Kent Brewer, a 1975 WVU grad in town for the spring game, wonders if the step up to a major football conference comes at a price, literally.
“It’s like what’s happening in NASCAR. That’s a lot of broke rednecks following that sport and NASCAR is doing their darndest to keep jacking up prices on everything to where they’re alienating their fan base,” Brewer said. “I can’t help but wonder if they’ll do the same here. I mean, it’s great that Oklahoma and those Texas schools will be coming in here – I’m sure it will be standing room only. But, I just hope they just don’t see it as a chance to start pricing out some of their fan base.”
And then there’s the more obvious geographical anomaly.
“I know a lot of people here pride themselves on making every football game, home or away,” said Brittany Hubbard, a WVU junior English major and bartender at Mountain State Brewing Company. “Now (with the move to the Big 12) they’re afraid they might not make them all and may miss a game.”
Perfect attendance? That’s what they’re worried about here?
The Big 12 did well snatching up West Virginia when it had the chance.
And there’s a good chance WVU will return the favor by winning the league in 2012. Quarterback Geno Smith returns after passing for 4,385 yards last year – Mountaineer and Big East single-season records. Expect his name to be dropped among early Heisman Trophy candidates. Tavon Austin is back after an 1,186-yard and eight touchdown receiving season. West Virginia will enter a gunslinging passing league with a pair of cannons dangling from its hips.

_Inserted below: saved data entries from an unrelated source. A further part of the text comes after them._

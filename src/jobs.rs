//! Clone Job Management
//!
//! Every submitted clone becomes a [`Job`] with an append-only event log.
//! Observers may subscribe at any time: they get the full history first and
//! then live events until the job finishes.

use std::sync::Arc;

use chrono::{DateTime, Utc};
use dashmap::DashMap;
use parking_lot::Mutex;
use serde::Serialize;
use tokio::sync::mpsc;
use tokio_stream::wrappers::UnboundedReceiverStream;
use tracing::{debug, error, info};
use uuid::Uuid;

use crate::cloner::WebsiteCloner;
use crate::error::CloneError;
use crate::events::{CloneResult, Event, EventSink};
use crate::url_resolver::normalize;

#[derive(Debug, Clone, Copy, PartialEq, Eq, Serialize)]
#[serde(rename_all = "lowercase")]
pub enum JobStatus {
    Running,
    Completed,
    Failed,
}

/// Full job record, as returned by the job detail endpoint
#[derive(Debug, Clone, Serialize)]
#[serde(rename_all = "camelCase")]
pub struct Job {
    pub id: Uuid,
    pub url: String,
    pub status: JobStatus,
    pub start_time: DateTime<Utc>,
    pub end_time: Option<DateTime<Utc>>,
    pub events: Vec<Event>,
    pub result: Option<CloneResult>,
}

#[derive(Debug, Clone, Serialize)]
#[serde(rename_all = "camelCase")]
pub struct JobSummary {
    pub id: Uuid,
    pub url: String,
    pub status: JobStatus,
    pub start_time: DateTime<Utc>,
    pub end_time: Option<DateTime<Utc>>,
}

impl From<&Job> for JobSummary {
    fn from(job: &Job) -> Self {
        Self {
            id: job.id,
            url: job.url.clone(),
            status: job.status,
            start_time: job.start_time,
            end_time: job.end_time,
        }
    }
}

struct JobState {
    job: Job,
    subscribers: Vec<mpsc::UnboundedSender<Event>>,
}

/// One job's record and its observers. The event log and the subscriber
/// list share a lock, so a subscriber never misses or repeats an event.
pub struct JobHandle {
    state: Mutex<JobState>,
}

impl JobHandle {
    fn new(id: Uuid, url: String) -> Self {
        Self {
            state: Mutex::new(JobState {
                job: Job {
                    id,
                    url,
                    status: JobStatus::Running,
                    start_time: Utc::now(),
                    end_time: None,
                    events: Vec::new(),
                    result: None,
                },
                subscribers: Vec::new(),
            }),
        }
    }

    pub fn snapshot(&self) -> Job {
        self.state.lock().job.clone()
    }

    pub fn summary(&self) -> JobSummary {
        JobSummary::from(&self.state.lock().job)
    }

    pub fn publish(&self, event: Event) {
        let mut state = self.state.lock();
        state.job.events.push(event.clone());
        state.subscribers.retain(|tx| tx.send(event.clone()).is_ok());
    }

    pub fn subscribe(&self) -> Subscription {
        let (tx, rx) = mpsc::unbounded_channel();
        let mut state = self.state.lock();
        for event in &state.job.events {
            // Receiver is held right here, send cannot fail
            let _ = tx.send(event.clone());
        }
        if state.job.status == JobStatus::Running {
            state.subscribers.push(tx);
        }
        Subscription { rx }
    }

    pub fn subscriber_count(&self) -> usize {
        let mut state = self.state.lock();
        state.subscribers.retain(|tx| !tx.is_closed());
        state.subscribers.len()
    }

    /// Record the pipeline outcome and publish the `complete` event.
    fn finish(&self, result: CloneResult) {
        let status = if result.success {
            JobStatus::Completed
        } else {
            JobStatus::Failed
        };
        self.close(status, Event::complete(result.clone()), result);
    }

    /// The pipeline task died without producing a result.
    fn abort(&self, message: String) {
        let result = CloneResult::failed(message.clone());
        let terminal = Event::error_with_result(message, result.clone());
        self.close(JobStatus::Failed, terminal, result);
    }

    fn close(&self, status: JobStatus, terminal: Event, result: CloneResult) {
        let mut state = self.state.lock();
        if state.job.status != JobStatus::Running {
            return;
        }
        state.job.status = status;
        state.job.end_time = Some(Utc::now());
        state.job.result = Some(result);
        state.job.events.push(terminal.clone());
        for tx in state.subscribers.drain(..) {
            let _ = tx.send(terminal.clone());
        }
    }
}

impl EventSink for JobHandle {
    fn emit(&self, event: Event) {
        self.publish(event);
    }
}

/// Events for one observer: history first, then live events. Ends once the
/// job has finished and everything has been delivered.
pub struct Subscription {
    rx: mpsc::UnboundedReceiver<Event>,
}

impl Subscription {
    pub async fn recv(&mut self) -> Option<Event> {
        self.rx.recv().await
    }

    pub fn into_stream(self) -> UnboundedReceiverStream<Event> {
        UnboundedReceiverStream::new(self.rx)
    }
}

/// Owns every job of the process. Jobs are kept in memory only.
pub struct JobManager {
    jobs: DashMap<Uuid, Arc<JobHandle>>,
    cloner: Arc<WebsiteCloner>,
}

impl JobManager {
    pub fn new(cloner: Arc<WebsiteCloner>) -> Self {
        Self {
            jobs: DashMap::new(),
            cloner,
        }
    }

    /// Validate `input` and start a clone job in the background.
    ///
    /// Invalid input is rejected before a job exists.
    pub fn submit(&self, input: &str) -> Result<Uuid, CloneError> {
        let url = normalize(input)?.to_string();
        let job_id = Uuid::new_v4();
        let handle = Arc::new(JobHandle::new(job_id, url.clone()));
        self.jobs.insert(job_id, Arc::clone(&handle));
        info!("Started clone job {} for {}", job_id, url);

        let cloner = Arc::clone(&self.cloner);
        tokio::spawn(async move {
            let pipeline = tokio::spawn({
                let handle = Arc::clone(&handle);
                async move { cloner.clone_url(&url, &*handle).await }
            });

            match pipeline.await {
                Ok(result) => {
                    debug!("Clone job {} finished, success={}", job_id, result.success);
                    handle.finish(result);
                }
                Err(e) => {
                    error!("Clone job {} crashed: {}", job_id, e);
                    handle.abort(format!("Clone failed unexpectedly: {}", e));
                }
            }
        });

        Ok(job_id)
    }

    pub fn get(&self, job_id: &Uuid) -> Option<Job> {
        self.jobs.get(job_id).map(|handle| handle.snapshot())
    }

    /// All jobs, oldest first
    pub fn list(&self) -> Vec<JobSummary> {
        let mut jobs: Vec<JobSummary> = self.jobs.iter().map(|entry| entry.summary()).collect();
        jobs.sort_by_key(|job| job.start_time);
        jobs
    }

    pub fn subscribe(&self, job_id: &Uuid) -> Option<Subscription> {
        self.jobs.get(job_id).map(|handle| handle.subscribe())
    }

    pub fn subscriber_count(&self, job_id: &Uuid) -> Option<usize> {
        self.jobs.get(job_id).map(|handle| handle.subscriber_count())
    }

    pub fn len(&self) -> usize {
        self.jobs.len()
    }

    pub fn is_empty(&self) -> bool {
        self.jobs.is_empty()
    }
}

“Talent wise we’ll be fine,” Holgorsen says confidently, but not arrogantly, “We’ve had a lot of conversations about this as far as what these kids were used to as far as an offensive perspective, how they were trained on the east coast and where they’re at now. They’re a lot more comfortable with the passing game they’re more comfortable with the tempo, and we’ll be fine offensively. And defensively, our guys have been practicing against us for a year, so they understand how it’s going to be.”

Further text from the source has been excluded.